Enhancing the characteristics of SSVEP signals through intricate signal
processing has emerged as a pivotal research focus for more efficient
signal extraction. In this work, we introduce a novel layered
enhancement algorithm for SSVEP electroencephalogram (SSVEP-EEG) signals
based on fractional-order differentiation operators. This innovative
approach marries brain signal analysis with image processing
methodologies. By utilizing fractional-order differentiation operators
in tandem with the Laplace pyramid, the signal undergoes hierarchical
enhancement. This amplified signal is then reconstructed, which
facilitates an in-depth extraction of image intricacies and attributes,
ultimately accentuating the distinctiveness of SSVEP features.

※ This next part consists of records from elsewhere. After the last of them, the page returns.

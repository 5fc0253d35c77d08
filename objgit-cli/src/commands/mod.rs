pub mod branch;
pub mod commit;
pub mod diff;
pub mod init;
pub mod log;
pub mod merge;
pub mod pull;
pub mod push;
pub mod reconstruct;
pub mod show_branch;
pub mod status;
pub mod switch;

use anyhow::{bail, Context, Result};
use objgit_core::config::CONFIG_FILE;
use objgit_core::{Commit, Config, DirectoryHost, Repository};
use std::path::{Path, PathBuf};

pub const STATE_DIR: &str = ".objgit";
pub const HEAD_FILE: &str = "HEAD";

/// An opened repository together with the directory it tracks.
pub struct Workspace {
    pub root: PathBuf,
    pub repo: Repository,
    pub host: DirectoryHost,
}

impl Workspace {
    pub fn state_dir(&self) -> PathBuf {
        state_dir(&self.root)
    }

    /// Persist the active branch so the next invocation resumes on it.
    pub fn save_head(&self) -> Result<()> {
        if let Some(branch) = self.repo.active_branch() {
            write_head(&self.state_dir(), branch)?;
        }
        Ok(())
    }

    pub fn active_branch(&self) -> Result<String> {
        self.repo
            .active_branch()
            .map(str::to_string)
            .context("No active branch")
    }
}

pub fn workspace_root(dir: Option<PathBuf>) -> Result<PathBuf> {
    match dir {
        Some(dir) => Ok(dir),
        None => std::env::current_dir().context("Failed to determine current directory"),
    }
}

pub fn state_dir(root: &Path) -> PathBuf {
    root.join(STATE_DIR)
}

pub fn open(dir: Option<PathBuf>) -> Result<Workspace> {
    let root = workspace_root(dir)?;
    let state = state_dir(&root);

    if !state.exists() {
        bail!("Not an objgit workspace. Run 'objgit init' first.");
    }

    let config = Config::load(&state.join(CONFIG_FILE)).context("Failed to load config")?;
    let dataset = dataset_name(&root, &config);
    let branch = read_head(&state)?.unwrap_or_else(|| config.repo.main_branch.clone());
    let host = DirectoryHost::new(&root).with_ignore_patterns(config.workspace.ignore_patterns.clone());

    let mut repo = Repository::open(&state, &dataset, config)
        .with_context(|| format!("Failed to open dataset '{}'", dataset))?;
    repo.attach(&branch)?;
    tracing::debug!("Opened dataset '{}' on branch '{}'", dataset, branch);

    Ok(Workspace { root, repo, host })
}

/// The configured dataset id, else the workspace directory name.
pub fn dataset_name(root: &Path, config: &Config) -> String {
    config
        .repo
        .dataset
        .clone()
        .or_else(|| {
            root.file_name()
                .map(|name| name.to_string_lossy().to_string())
        })
        .unwrap_or_else(|| "default".to_string())
}

pub fn read_head(state: &Path) -> Result<Option<String>> {
    let path = state.join(HEAD_FILE);
    if !path.exists() {
        return Ok(None);
    }
    let text = std::fs::read_to_string(&path).context("Failed to read HEAD")?;
    let branch = text.trim();
    Ok((!branch.is_empty()).then(|| branch.to_string()))
}

pub fn write_head(state: &Path, branch: &str) -> Result<()> {
    std::fs::write(state.join(HEAD_FILE), format!("{}\n", branch)).context("Failed to write HEAD")
}

/// Resolve a full commit id or a unique prefix of one.
pub fn resolve_commit(repo: &Repository, prefix: &str) -> Result<Commit> {
    let history = repo.store().history()?;
    let matches: Vec<&Commit> = history
        .iter()
        .filter(|c| c.commit_id.starts_with(prefix))
        .collect();

    match matches.as_slice() {
        [] => bail!("Commit not found: {}", prefix),
        [commit] => Ok((*commit).clone()),
        _ => bail!(
            "Commit prefix '{}' is ambiguous ({} matches)",
            prefix,
            matches.len()
        ),
    }
}

#[cfg(test)]
mod tests {
    use super::*;
    use objgit_core::{CommitStore, ObjectChange, SqliteStore};
    use tempfile::TempDir;

    #[test]
    fn test_dataset_name_prefers_config() {
        let mut config = Config::default();
        assert_eq!(dataset_name(Path::new("/work/tower"), &config), "tower");

        config.repo.dataset = Some("bridge".to_string());
        assert_eq!(dataset_name(Path::new("/work/tower"), &config), "bridge");
    }

    #[test]
    fn test_head_round_trip() {
        let dir = TempDir::new().unwrap();
        assert_eq!(read_head(dir.path()).unwrap(), None);

        write_head(dir.path(), "feature").unwrap();
        assert_eq!(read_head(dir.path()).unwrap().as_deref(), Some("feature"));

        std::fs::write(dir.path().join(HEAD_FILE), "  \n").unwrap();
        assert_eq!(read_head(dir.path()).unwrap(), None);
    }

    #[test]
    fn test_open_requires_init() {
        let dir = TempDir::new().unwrap();
        assert!(open(Some(dir.path().to_path_buf())).is_err());
    }

    #[test]
    fn test_resolve_commit_by_prefix() {
        let store = CommitStore::new(Box::new(SqliteStore::in_memory().unwrap()), "model");
        for id in ["abc123", "abd456"] {
            let commit = Commit::new("main", id, "tester", vec![ObjectChange::added(id, id)]).with_id(id);
            store.append_commit(&commit).unwrap();
        }
        let repo = Repository::new(store, Config::default());

        assert_eq!(resolve_commit(&repo, "abc").unwrap().commit_id, "abc123");
        assert!(resolve_commit(&repo, "ab").is_err());
        assert!(resolve_commit(&repo, "zzz").is_err());
    }
}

To
validate the efficacy of the proposed method, we applied it to three
recognized target identification algorithms: Canonical Correlation
Analysis (CCA), Filter Bank Canonical Correlation Analysis (FBCCA), and
Task-Related Component Analysis (TRCA) using a publicly available
dataset. Experimental outcomes underscore that, in contrast to
contemporary techniques, our proposed algorithm not only effectively
attenuates the trend components of SSVEP signals but also substantially
elevates the recognition precision of CCA, FBCCA, and TRCA.